Yet, these very same preachers will go to a pastors meetings on Tuesday and participate in discussions about the errors and contradictions in the Biblical text. These men of God KNOW that there is no such thing as an inerrant translation, yet they deliberately deceive church members about the nature of the Bible. These preachers know that doubting the Word of God is the first step out the door of the church. Better to cross one’s fingers behind one’s back when saying the Bible is the inerrant Word of God, than have church members doubting the infallibility, perspicuity, and veracity of the Bible

While both Mesa and Carson unapologetically claim to believe in inerrancy, they are less than honest about what they REALLY mean when they say the Bible is inerrant. Mesa asked Carson, “If the word ’inerrancy’ requires so much careful definition and discussion, is it still the best word to use today?”  Why does the word “inerrancy” require “much careful definition and discussion”? If the Bible is “inerrant,” what further explanation is needed?

Carson goes on to state:

a) Inerrancy is not to be confused with precisionism. We expect more precise statements only where the context demands them. “It took him three hours to walk home” may be a true statement, even if it took him two and three-quarters hours, provided the context leads the reader to expect rounded-off figures.

(b) Inerrancy does not refer to grammatical irregularities. To think otherwise is to misunderstand how language works: usage drives change, and in every culture the degree of conformity between usage and a somewhat artificial grammar-book ideal varies with different strata.

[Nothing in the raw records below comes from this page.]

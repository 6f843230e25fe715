//! Integration tests for creating, joining, leaving and ending jams.

mod helpers;

use jamhub_core::error::ErrorKind;
use jamhub_service::{CreateJam, EndReason, JamEventKind, JoinJam};

use helpers::{id, join, public_jam, recorded_services, start_jam};

#[tokio::test]
async fn test_guest_leave_keeps_jam_and_host_leave_ends_it() {
    let (services, events) = recorded_services();
    let (host, alice, bob) = (id("host"), id("alice"), id("bob"));
    let code = start_jam(&services, &host).await;

    services.lifecycle.join(&alice, join(&code, "Alice")).await.unwrap();
    services.lifecycle.join(&bob, join(&code, "Bob")).await.unwrap();
    events.clear();

    services.lifecycle.leave(&bob, &code).await.unwrap();
    let jam = services.repository.get_active(&code).await.unwrap();
    assert_eq!(jam.members.len(), 2);
    assert!(!events.room(&code).contains(&bob));
    assert!(matches!(
        events.delivered_to(&alice).as_slice(),
        [JamEventKind::MembersChanged { members, .. }] if !members.contains_key(&bob)
    ));
    assert!(events.delivered_to(&bob).is_empty());

    events.clear();
    services.lifecycle.leave(&host, &code).await.unwrap();

    for who in [&host, &alice] {
        assert_eq!(
            events.delivered_to(who),
            vec![JamEventKind::SessionEnded {
                reason: EndReason::HostLeft
            }]
        );
    }
    let jam = services.repository.find(&code).await.unwrap().unwrap();
    assert!(!jam.is_active);
    assert!(jam.ended_at.is_some());

    let err = services
        .lifecycle
        .join(&bob, join(&code, "Bob"))
        .await
        .unwrap_err();
    assert_eq!(err.kind, ErrorKind::NotFound);
}

#[tokio::test]
async fn test_joining_another_jam_leaves_the_first() {
    let (services, events) = recorded_services();
    let (first_host, second_host, guest) = (id("first"), id("second"), id("guest"));
    let first = start_jam(&services, &first_host).await;
    let second = start_jam(&services, &second_host).await;

    services.lifecycle.join(&guest, join(&first, "Guest")).await.unwrap();
    services.lifecycle.join(&guest, join(&second, "Guest")).await.unwrap();

    let first_jam = services.repository.get_active(&first).await.unwrap();
    let second_jam = services.repository.get_active(&second).await.unwrap();
    assert!(!first_jam.is_member(&guest));
    assert!(second_jam.is_member(&guest));
    assert!(!events.room(&first).contains(&guest));
    assert!(events.room(&second).contains(&guest));
}

#[tokio::test]
async fn test_rejoin_refreshes_nickname_without_duplicate() {
    let (services, _events) = recorded_services();
    let (host, guest) = (id("host"), id("guest"));
    let code = start_jam(&services, &host).await;

    services.lifecycle.join(&guest, join(&code, "Guest1")).await.unwrap();
    let snapshot = services
        .lifecycle
        .join(&guest, join(&code, "Guest2"))
        .await
        .unwrap();

    assert_eq!(snapshot.members.len(), 2);
    assert_eq!(snapshot.members[&guest].nickname, "Guest2");
}

#[tokio::test]
async fn test_host_disconnect_ends_jam() {
    let (services, events) = recorded_services();
    let (host, guest) = (id("host"), id("guest"));
    let code = start_jam(&services, &host).await;
    services.lifecycle.join(&guest, join(&code, "Guest")).await.unwrap();
    events.clear();

    services.lifecycle.handle_disconnect(&host).await.unwrap();

    assert_eq!(
        events.delivered_to(&guest),
        vec![JamEventKind::SessionEnded {
            reason: EndReason::HostDisconnected
        }]
    );
    assert!(services.repository.get_active(&code).await.is_err());

    // A second disconnect for the same identity is a no-op.
    services.lifecycle.handle_disconnect(&host).await.unwrap();
}

#[tokio::test]
async fn test_only_host_can_end() {
    let (services, events) = recorded_services();
    let (host, guest) = (id("host"), id("guest"));
    let code = start_jam(&services, &host).await;
    services.lifecycle.join(&guest, join(&code, "Guest")).await.unwrap();

    let err = services.lifecycle.end(&guest, &code).await.unwrap_err();
    assert_eq!(err.kind, ErrorKind::Forbidden);

    events.clear();
    services.lifecycle.end(&host, &code).await.unwrap();
    assert_eq!(
        events.delivered_to(&guest),
        vec![JamEventKind::SessionEnded {
            reason: EndReason::EndedByHost
        }]
    );
}

#[tokio::test]
async fn test_private_jam_password_and_join_requests() {
    let (services, events) = recorded_services();
    let (host, friend, stranger) = (id("host"), id("friend"), id("stranger"));
    let code = services
        .lifecycle
        .create(
            &host,
            CreateJam {
                is_private: true,
                password: Some("hunter2".to_string()),
                ..public_jam("Late Night", "Host")
            },
        )
        .await
        .unwrap()
        .jam
        .code;

    let err = services
        .lifecycle
        .join(&stranger, join(&code, "Stranger"))
        .await
        .unwrap_err();
    assert_eq!(err.kind, ErrorKind::Forbidden);

    let snapshot = services
        .lifecycle
        .join(
            &friend,
            JoinJam {
                password: Some("hunter2".to_string()),
                ..join(&code, "Friend")
            },
        )
        .await
        .unwrap();
    assert!(snapshot.members.contains_key(&friend));

    services
        .join_requests
        .request_join(&stranger, &code, "Stranger")
        .await
        .unwrap();
    assert!(events.delivered_to(&host).iter().any(|kind| matches!(
        kind,
        JamEventKind::JoinRequested { requester, nickname }
            if requester == &stranger && nickname == "Stranger"
    )));

    let pending = services.join_requests.list(&host, &code).await.unwrap();
    assert_eq!(pending.len(), 1);
    assert_eq!(pending[0].requester, stranger);

    services
        .join_requests
        .approve(&host, &code, &stranger)
        .await
        .unwrap();
    let jam = services.repository.get_active(&code).await.unwrap();
    assert!(jam.is_member(&stranger));
    assert!(jam.join_requests.is_empty());
    assert!(matches!(
        events.delivered_to(&stranger).as_slice(),
        [JamEventKind::JoinSucceeded { .. }]
    ));
}

#[tokio::test]
async fn test_public_directory_lists_active_public_jams() {
    let (services, _events) = recorded_services();
    let (host, other, viewer) = (id("host"), id("other"), id("viewer"));
    let open = start_jam(&services, &host).await;
    let closed = start_jam(&services, &other).await;
    services.lifecycle.end(&other, &closed).await.unwrap();

    let listed = services.directory.list_public(Some(&viewer)).await.unwrap();
    assert_eq!(listed.len(), 1);
    assert_eq!(listed[0].code, open);
    assert_eq!(listed[0].member_count, 1);

    let own = services.directory.list_public(Some(&host)).await.unwrap();
    assert!(own.is_empty());
}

(c) The Bible includes countless passages where its “truthfulness” is not the controlling issue. Consider, for example, the anguished laments of Scripture—for example, Jesus’s anguished lament “My God, my God, why have you forsaken me?” It is true, of course, that Jesus said this, but as for the words themselves, the focus of interest is less on their truthfulness than on their meaning. By contrast, the assertion that Ehud was left-handed (Judges 3:15) makes a factual claim that is either true or untrue. This is one of the reasons why inerrancy is a useful expression. It is potentially misleading to say “all Scripture tells the truth” if we thereby convey the impression that “Scripture is nothing more than factual expressions.” But to say “all Scripture is inerrant” is to affirm that it is without error, and this negation of untruthfulness covers all of the Bible indiscriminately.

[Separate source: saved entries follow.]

//! Role checks shared by the managers.

use jamhub_core::error::AppError;
use jamhub_core::result::AppResult;
use jamhub_core::types::Identity;
use jamhub_entity::Jam;

/// Fail with `Forbidden` unless `identity` is a member of `jam`.
pub(crate) fn require_member(jam: &Jam, identity: &Identity) -> AppResult<()> {
    if jam.is_member(identity) {
        Ok(())
    } else {
        Err(AppError::forbidden(format!(
            "You are not a member of jam {}",
            jam.code
        )))
    }
}

/// Fail with `Forbidden` unless `identity` is the host of `jam`.
pub(crate) fn require_host(jam: &Jam, identity: &Identity, action: &str) -> AppResult<()> {
    if jam.is_host(identity) {
        Ok(())
    } else {
        Err(AppError::forbidden(format!("Only the host can {action}")))
    }
}
//! Server and CORS configuration.

use serde::{Deserialize, Serialize};

/// HTTP server configuration.
#[derive(Debug, Clone, Serialize, Deserialize)]
pub struct ServerConfig {
    /// Bind address.
    #[serde(default = "default_host")]
    pub host: String,
    /// Bind port.
    #[serde(default = "default_port")]
    pub port: u16,
    /// Graceful shutdown timeout in seconds.
    #[serde(default = "default_shutdown_grace")]
    pub shutdown_grace_seconds: u64,
    /// CORS configuration.
    #[serde(default)]
    pub cors: CorsConfig,
}

impl Default for ServerConfig {
    fn default() -> Self {
        Self {
            host: default_host(),
            port: default_port(),
            shutdown_grace_seconds: default_shutdown_grace(),
            cors: CorsConfig::default(),
        }
    }
}

/// CORS (Cross-Origin Resource Sharing) configuration.
#[derive(Debug, Clone, Serialize, Deserialize)]
pub struct CorsConfig {
    /// Allowed origins (use `["*"]` for development only).
    #[serde(default = "default_allowed_origins")]
    pub allowed_origins: Vec<String>,
    /// Allowed HTTP methods.
    #[serde(default = "default_allowed_methods")]
    pub allowed_methods: Vec<String>,
    /// Allowed HTTP headers.
    #[serde(default = "default_allowed_headers")]
    pub allowed_headers: Vec<String>,
    /// Max age for preflight cache in seconds.
    #[serde(default = "default_max_age")]
    pub max_age_seconds: u64,
}

impl Default for CorsConfig {
    fn default() -> Self {
        Self {
            allowed_origins: default_allowed_origins(),
            allowed_methods: default_allowed_methods(),
            allowed_headers: default_allowed_headers(),
            max_age_seconds: default_max_age(),
        }
    }
}

fn default_host() -> String {
    "0.0.0.0".to_string()
}

fn default_port() -> u16 {
    8080
}

fn default_shutdown_grace() -> u64 {
    10
}

fn default_allowed_origins() -> Vec<String> {
    vec!["*".to_string()]
}

fn default_allowed_methods() -> Vec<String> {
    vec!["GET".to_string(), "OPTIONS".to_string()]
}

fn default_allowed_headers() -> Vec<String> {
    vec!["*".to_string()]
}

fn default_max_age() -> u64 {
    3600
}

These and similar discussions of inerrancy may seem like nitpicking to some conservatives, while many liberals infer from such discussions that the term itself is useless if it requires so much “careful definition and discussion,” as your question puts it. But the obvious riposte is that once a word or concept is challenged, there is no important term that does not require “careful definition and discussion.” God? Love? Justification? Truth? Spiritual? Trinity? Messiah? Inerrancy is no different. Like the other words, and countless more like them, it can serve as a useful one-word summary, even while it needs unpacking with care and with great attention to what Scripture says.

In other words, Carson’s “inerrant” Bible is not without error after all. And what neither Carson or Mesas state in the interview, is that, for Evangelicals, inerrancy applies only to the original manuscripts — the original texts that no one has ever seen. There are no original manuscripts, so, strictly speaking, inerrancy is a myth. It is a derivative belief based on the notion that since God is perfect in all his ways, somewhere in the process of giving his Words to man, there must have been perfect texts.

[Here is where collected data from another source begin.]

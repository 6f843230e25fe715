//! Room fan-out: the transport side of the jam event publisher.

use std::sync::Arc;
use std::time::Duration;

use moka::sync::Cache;
use tracing::debug;

use jamhub_core::types::{Identity, JamCode};
use jamhub_service::{Audience, EventPublisher, JamEvent};

use crate::channel::{ChannelRegistry, ChannelType};
use crate::connection::ConnectionPool;
use crate::message::builder;
use crate::metrics::RealtimeMetrics;

/// Delivers jam events to the connections of their audience.
///
/// Each event is serialized once and queued on every recipient connection.
/// Closed rooms are remembered for a while so stragglers are dropped.
#[derive(Clone)]
pub struct RoomBus {
    /// Room membership.
    channels: Arc<ChannelRegistry>,
    /// Open connections.
    pool: Arc<ConnectionPool>,
    /// Recently closed rooms.
    tombstones: Cache<JamCode, ()>,
    /// Delivery counters.
    metrics: Arc<RealtimeMetrics>,
}

impl std::fmt::Debug for RoomBus {
    fn fmt(&self, f: &mut std::fmt::Formatter<'_>) -> std::fmt::Result {
        f.debug_struct("RoomBus")
            .field("rooms", &self.channels.channel_count())
            .field("tombstones", &self.tombstones.entry_count())
            .finish()
    }
}

impl RoomBus {
    /// Creates a bus over the given rooms and connections.
    pub fn new(
        channels: Arc<ChannelRegistry>,
        pool: Arc<ConnectionPool>,
        metrics: Arc<RealtimeMetrics>,
        ended_room_retention: Duration,
    ) -> Self {
        Self {
            channels,
            pool,
            tombstones: Cache::builder()
                .time_to_live(ended_room_retention)
                .build(),
            metrics,
        }
    }

    fn room_name(jam_code: &JamCode) -> String {
        ChannelType::Jam(jam_code.clone()).to_channel_string()
    }

    /// Whether the room was closed recently.
    pub fn is_closed(&self, jam_code: &JamCode) -> bool {
        self.tombstones.contains_key(jam_code)
    }

    /// Identities subscribed to a room.
    pub fn room_members(&self, jam_code: &JamCode) -> Vec<Identity> {
        self.channels.get_subscribers(&Self::room_name(jam_code))
    }

    fn recipients(&self, event: &JamEvent) -> Vec<Identity> {
        match &event.audience {
            Audience::Room => self.room_members(&event.jam_code),
            Audience::RoomExcept(excluded) => self
                .room_members(&event.jam_code)
                .into_iter()
                .filter(|identity| identity != excluded)
                .collect(),
            Audience::Only(recipient) => vec![recipient.clone()],
        }
    }
}

impl EventPublisher for RoomBus {
    fn subscribe(&self, jam_code: &JamCode, identity: &Identity) {
        if self.is_closed(jam_code) {
            return;
        }
        self.channels
            .subscribe(Self::room_name(jam_code), identity.clone());
    }

    fn unsubscribe(&self, jam_code: &JamCode, identity: &Identity) {
        self.channels.unsubscribe(&Self::room_name(jam_code), identity);
    }

    fn publish(&self, event: JamEvent) {
        if self.is_closed(&event.jam_code) {
            debug!(jam = %event.jam_code, event = event.kind.name(), "Dropping event for closed room");
            return;
        }

        let Some(frame) = builder::encode(&builder::from_event(&event)) else {
            return;
        };

        let recipients = self.recipients(&event);
        let (mut sent, mut dropped) = (0u64, 0u64);
        for identity in &recipients {
            for conn in self.pool.connections_of(identity) {
                if conn.send(frame.clone()) {
                    sent += 1;
                } else {
                    dropped += 1;
                }
            }
        }
        self.metrics.record_delivery(sent, dropped);

        debug!(
            jam = %event.jam_code,
            event = event.kind.name(),
            recipients = recipients.len(),
            sent,
            dropped,
            "Event delivered"
        );
    }

    fn close_room(&self, jam_code: &JamCode) {
        let dropped = self.channels.close(&Self::room_name(jam_code));
        self.tombstones.insert(jam_code.clone(), ());
        debug!(jam = %jam_code, subscribers = dropped.len(), "Room closed");
    }
}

It is time for Mesa, Carson, and Evangelical pastors to admit to their congregations that the Bibles they hold in their hands (or read on their iPads) are not inerrant. They need to frankly confess that there are no original documents, and all that Christians have are cobbled-together Bibles littered with errors, contradictions, and internal inconsistencies. The so-called “inerrant” Bible is an Evangelical urban legend, believed only by those lacking training in theology and the Biblical texts. The man shouting THUS SAITH THE LORD, on Sunday? He doesn’t really believe what he is saying. At best, all he can say is this: THUS SAITH THE LORD, MAYBE.

Perhaps it is time for Evangelical churches to require members and new converts to read several of Bart Ehrman’s books about the text of the New Testament. Imagine how much fun a Bart Ehrman Sunday school class would be!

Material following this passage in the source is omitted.